use crate::auth::callback::{CallbackBinding, CallbackServer};
use crate::auth::credentials::{BasicCredentials, Credentials, OAuth2Credentials};
use crate::auth::pkce::PkcePair;
use crate::client::SessionConfig;
use crate::{Error, Result};

const SECURE_TOKEN_PATH: &str = "/v1/admin/visierSecureToken";
const OAUTH_TOKEN_PATH: &str = "/v1/auth/oauth2/token";
const OAUTH_AUTHORIZE_PATH: &str = "/v1/auth/oauth2/authorize";

const APIKEY: HeaderName = HeaderName::from_static("apikey");
const ASID_TOKEN_COOKIE: &str = "VisierASIDToken";

/// Header carrying the partner target tenant id.
pub const TARGET_TENANT_ID: &str = "TargetTenantID";

/// Context passed to the request-building function of [`Session::execute`].
///
/// Wraps the authenticated transport, the target host, and the optional
/// tenant override for exactly one request attempt; it is rebuilt for the
/// retry after a reconnect.
pub struct SessionContext {
    client: Client,
    host: String,
    target_tenant_id: Option<String>,
}

impl SessionContext {
    pub(crate) fn new(client: Client, host: String, target_tenant_id: Option<String>) -> Self {
        Self {
            client,
            host,
            target_tenant_id,
        }
    }

    /// The authenticated HTTP client for this attempt.
    pub fn client(&self) -> &Client {
        &self.client
    }

    /// A full URL for the given path on the session's host.
    pub fn mk_url(&self, path: &str) -> String {
        format!("{}{}", self.host, path)
    }

    /// The tenant override applied to requests built through this context.
    pub fn target_tenant_id(&self) -> Option<&str> {
        self.target_tenant_id.as_deref()
    }

    /// Start a GET request for the given path, with the tenant override
    /// applied when configured.
    pub fn get(&self, path: &str) -> RequestBuilder {
        self.with_tenant(self.client.get(self.mk_url(path)))
    }

    /// Start a POST request for the given path, with the tenant override
    /// applied when configured.
    pub fn post(&self, path: &str) -> RequestBuilder {
        self.with_tenant(self.client.post(self.mk_url(path)))
    }

    /// Start a PUT request for the given path, with the tenant override
    /// applied when configured.
    pub fn put(&self, path: &str) -> RequestBuilder {
        self.with_tenant(self.client.put(self.mk_url(path)))
    }

    /// Start a DELETE request for the given path, with the tenant override
    /// applied when configured.
    pub fn delete(&self, path: &str) -> RequestBuilder {
        self.with_tenant(self.client.delete(self.mk_url(path)))
    }

    fn with_tenant(&self, builder: RequestBuilder) -> RequestBuilder {
        match self.target_tenant_id.as_deref() {
            Some(tenant) => builder.header(TARGET_TENANT_ID, tenant),
            None => builder,
        }
    }
}

/// Authenticated session with the Visier platform.
///
/// The session connects lazily: the first call to
/// [`execute`](Self::execute) performs the handshake appropriate to the
/// credential variant. [`connect`](Self::connect) is available for eager
/// connection at a scope boundary, paired with [`close`](Self::close).
///
/// A `Session` hands out one transport at a time; the transport is replaced
/// in place during a reconnect, so callers sharing a session across tasks
/// serialize their own access.
///
/// # Example
///
/// ```no_run
/// use visier_rs::{BasicCredentials, Session};
///
/// # async fn example() -> visier_rs::Result<()> {
/// let credentials = BasicCredentials::builder()
///     .host("https://customer.api.visier.io")
///     .api_key("the-api-key")
///     .username("analyst@customer.com")
///     .password("hunter2")
///     .build()?;
///
/// let session = Session::new(credentials.into());
/// let response = session
///     .execute(|ctx| async move { ctx.get("/v1/data/model/metrics").send().await })
///     .await?;
/// println!("{}", response.status());
/// # Ok(())
/// # }
/// ```
#[derive(Clone)]
pub struct Session {
    inner: Arc<SessionInner>,
}

struct SessionInner {
    credentials: Credentials,
    config: SessionConfig,
    transport: RwLock<Option<Client>>,
}

impl Session {
    /// Create a session over the given credentials with default
    /// configuration. No network traffic happens until first use.
    pub fn new(credentials: Credentials) -> Self {
        Self::with_config(credentials, SessionConfig::default())
    }

    /// Create a session with explicit configuration.
    pub fn with_config(credentials: Credentials, config: SessionConfig) -> Self {
        Self {
            inner: Arc::new(SessionInner {
                credentials,
                config,
                transport: RwLock::new(None),
            }),
        }
    }

    /// The credentials this session authenticates with.
    pub fn credentials(&self) -> &Credentials {
        &self.inner.credentials
    }

    /// The session configuration.
    pub fn config(&self) -> &SessionConfig {
        &self.inner.config
    }

    /// Returns `true` when a connect handshake has completed and the
    /// session holds an authenticated transport.
    pub async fn is_connected(&self) -> bool {
        self.inner.transport.read().await.is_some()
    }

    /// Perform the connect handshake for the session's credential variant,
    /// replacing any previously held transport.
    pub async fn connect(&self) -> Result<()> {
        let client = self.handshake().await?;
        *self.inner.transport.write().await = Some(client);
        Ok(())
    }

    /// Drop the authenticated transport, returning the session to the
    /// unconnected state. The next execution reconnects implicitly.
    pub async fn close(&self) {
        *self.inner.transport.write().await = None;
    }

    /// Run a caller-built request with at most one reconnect-and-retry.
    ///
    /// The `call` function receives a fresh [`SessionContext`] per attempt
    /// and returns the HTTP response for one outbound request. A 2xx
    /// response is returned as-is. A 401 on the first attempt triggers a
    /// fresh handshake followed by exactly one retry. Any other failure, or
    /// a failure on the retry, surfaces as [`Error::QueryExecution`]
    /// carrying the status code and body text.
    ///
    /// Total attempts per call never exceed two.
    pub async fn execute<F, Fut>(&self, call: F) -> Result<Response>
    where
        F: Fn(SessionContext) -> Fut,
        Fut: Future<Output = std::result::Result<Response, reqwest::Error>>,
    {
        let mut attempts_left: u8 = 2;
        loop {
            let transport = self.transport().await?;
            let context = SessionContext::new(
                transport,
                self.inner.credentials.host().to_string(),
                self.inner.credentials.target_tenant_id().map(str::to_string),
            );
            let response = call(context).await?;
            attempts_left -= 1;

            let status = response.status();
            if status.is_success() {
                return Ok(response);
            }
            if status == StatusCode::UNAUTHORIZED && attempts_left > 0 {
                debug!("request returned 401; reconnecting and retrying once");
                self.connect().await?;
                continue;
            }
            return Err(Error::QueryExecution {
                status: status.as_u16(),
                body: response.text().await.unwrap_or_default(),
            });
        }
    }

    /// The current transport, connecting first when the session is not yet
    /// connected.
    async fn transport(&self) -> Result<Client> {
        {
            let guard = self.inner.transport.read().await;
            if let Some(client) = guard.as_ref() {
                return Ok(client.clone());
            }
        }
        let client = self.handshake().await?;
        *self.inner.transport.write().await = Some(client.clone());
        Ok(client)
    }

    async fn handshake(&self) -> Result<Client> {
        match &self.inner.credentials {
            Credentials::Basic(auth) => self.connect_basic(auth).await,
            Credentials::OAuth2(auth) => self.connect_oauth(auth).await,
        }
    }

    /// Username/password handshake against the secure-token endpoint.
    async fn connect_basic(&self, auth: &BasicCredentials) -> Result<Client> {
        debug!(host = auth.host(), "connecting with basic credentials");
        let mut form = vec![
            ("username", auth.username().to_string()),
            ("password", auth.password().expose_secret().to_string()),
        ];
        if let Some(vanity) = auth.vanity() {
            form.push(("vanityName", vanity.to_string()));
        }

        let url = format!("{}{}", auth.host(), SECURE_TOKEN_PATH);
        let response = self.bootstrap_transport()?.post(&url).form(&form).send().await?;

        let status = response.status();
        if status == StatusCode::INTERNAL_SERVER_ERROR && auth.vanity().is_none() {
            return Err(Error::VanityNameRequired);
        }
        if !status.is_success() {
            return Err(Error::Connect {
                status: status.as_u16(),
                body: response.text().await.unwrap_or_default(),
            });
        }

        // The response body is the opaque ASID token, bound into the
        // transport's cookie state for all subsequent requests.
        let token = response.text().await?;
        let mut headers = HeaderMap::new();
        headers.insert(
            COOKIE,
            header_value(&format!("{}={}", ASID_TOKEN_COOKIE, token.trim()))?,
        );
        headers.insert(APIKEY, header_value(auth.api_key())?);
        self.authenticated_transport(headers)
    }

    async fn connect_oauth(&self, auth: &OAuth2Credentials) -> Result<Client> {
        match (auth.username(), auth.password()) {
            (Some(username), Some(password)) => {
                let password = password.expose_secret().to_string();
                self.connect_oauth_password(auth, username, &password).await
            }
            _ => self.connect_auth_code(auth).await,
        }
    }

    /// Non-interactive (two-legged) OAuth2 password grant.
    async fn connect_oauth_password(
        &self,
        auth: &OAuth2Credentials,
        username: &str,
        password: &str,
    ) -> Result<Client> {
        debug!(host = auth.host(), "connecting with OAuth2 password grant");
        let form = vec![
            ("grant_type", "password".to_string()),
            ("client_id", auth.client_id().to_string()),
            ("scope", "read".to_string()),
            ("username", username.to_string()),
            ("password", password.to_string()),
        ];
        let token = self.request_token(auth, form).await?;
        self.bearer_transport(&token, auth.api_key())
    }

    /// Interactive (three-legged) OAuth2 authorization-code grant.
    ///
    /// Opens a browser for the authorization and consent screens and runs a
    /// local listener to capture the redirected authorization code. The
    /// listener is stopped on every exit path before the token exchange
    /// result is inspected.
    async fn connect_auth_code(&self, auth: &OAuth2Credentials) -> Result<Client> {
        debug!(host = auth.host(), "connecting with OAuth2 authorization-code grant");
        let pkce = PkcePair::generate();
        let binding = CallbackBinding::new(auth.callback_url().or(auth.redirect_uri()))?;
        let mut server = CallbackServer::new(binding);
        server.start().await?;
        let code = {
            let result = self.await_authorization_code(auth, &pkce, &mut server).await;
            server.stop().await;
            result?
        };

        let form = vec![
            ("grant_type", "authorization_code".to_string()),
            ("client_id", auth.client_id().to_string()),
            ("scope", "read".to_string()),
            ("code", code),
            ("code_verifier", pkce.verifier.clone()),
        ];
        let token = self.request_token(auth, form).await?;
        self.bearer_transport(&token, auth.api_key())
    }

    async fn await_authorization_code(
        &self,
        auth: &OAuth2Credentials,
        pkce: &PkcePair,
        server: &mut CallbackServer,
    ) -> Result<String> {
        let url = authorize_url(auth, &pkce.challenge)?;
        if webbrowser::open(&url).is_err() {
            warn!("could not open a browser; navigate to {url} to continue");
        }
        server.recv_code(self.inner.config.auth_code_timeout).await
    }

    /// Issue or exchange a token at the OAuth2 token endpoint.
    async fn request_token(
        &self,
        auth: &OAuth2Credentials,
        mut form: Vec<(&'static str, String)>,
    ) -> Result<String> {
        if let Some(redirect_uri) = auth.redirect_uri() {
            // RFC 6749 section 4.1.3: a redirect_uri used when obtaining the
            // authorization code must accompany the token request as well.
            form.push(("redirect_uri", redirect_uri.to_string()));
        }

        let url = format!("{}{}", auth.host(), OAUTH_TOKEN_PATH);
        let mut request = self
            .bootstrap_transport()?
            .post(&url)
            .header(APIKEY, auth.api_key())
            .form(&form);
        if let Some(secret) = auth.client_secret() {
            request = request.basic_auth(
                auth.client_id(),
                Some(urlencoding::encode(secret.expose_secret()).into_owned()),
            );
        }

        let response = request.send().await?;
        let status = response.status();
        if !status.is_success() {
            return Err(Error::Connect {
                status: status.as_u16(),
                body: response.text().await.unwrap_or_default(),
            });
        }

        #[derive(serde::Deserialize)]
        struct TokenResponse {
            access_token: String,
        }
        let token: TokenResponse = response.json().await?;
        Ok(token.access_token)
    }

    /// Plain client used for the handshake requests themselves.
    fn bootstrap_transport(&self) -> Result<Client> {
        Client::builder()
            .timeout(self.inner.config.request_timeout)
            .user_agent(&self.inner.config.user_agent)
            .build()
            .map_err(Error::from)
    }

    /// Client with a bearer access token and API key bound as persistent
    /// header state.
    fn bearer_transport(&self, access_token: &str, api_key: &str) -> Result<Client> {
        let mut headers = HeaderMap::new();
        headers.insert(
            reqwest::header::AUTHORIZATION,
            header_value(&format!("Bearer {access_token}"))?,
        );
        headers.insert(APIKEY, header_value(api_key)?);
        self.authenticated_transport(headers)
    }

    fn authenticated_transport(&self, headers: HeaderMap) -> Result<Client> {
        Client::builder()
            .timeout(self.inner.config.request_timeout)
            .user_agent(&self.inner.config.user_agent)
            .default_headers(headers)
            .build()
            .map_err(Error::from)
    }
}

**WHAT THE TASK REQUIRES**
From the first line of the data above to the line holding "const ASID_TOKEN_COOKIE: &str", reproduce each line exactly; emit no other lines.

**EXERCISE RESULT**
use crate::auth::callback::{CallbackBinding, CallbackServer};
use crate::auth::credentials::{BasicCredentials, Credentials, OAuth2Credentials};
use crate::auth::pkce::PkcePair;
use crate::client::SessionConfig;
use crate::{Error, Result};

const SECURE_TOKEN_PATH: &str = "/v1/admin/visierSecureToken";
const OAUTH_TOKEN_PATH: &str = "/v1/auth/oauth2/token";
const OAUTH_AUTHORIZE_PATH: &str = "/v1/auth/oauth2/authorize";

const APIKEY: HeaderName = HeaderName::from_static("apikey");
const ASID_TOKEN_COOKIE: &str = "VisierASIDToken";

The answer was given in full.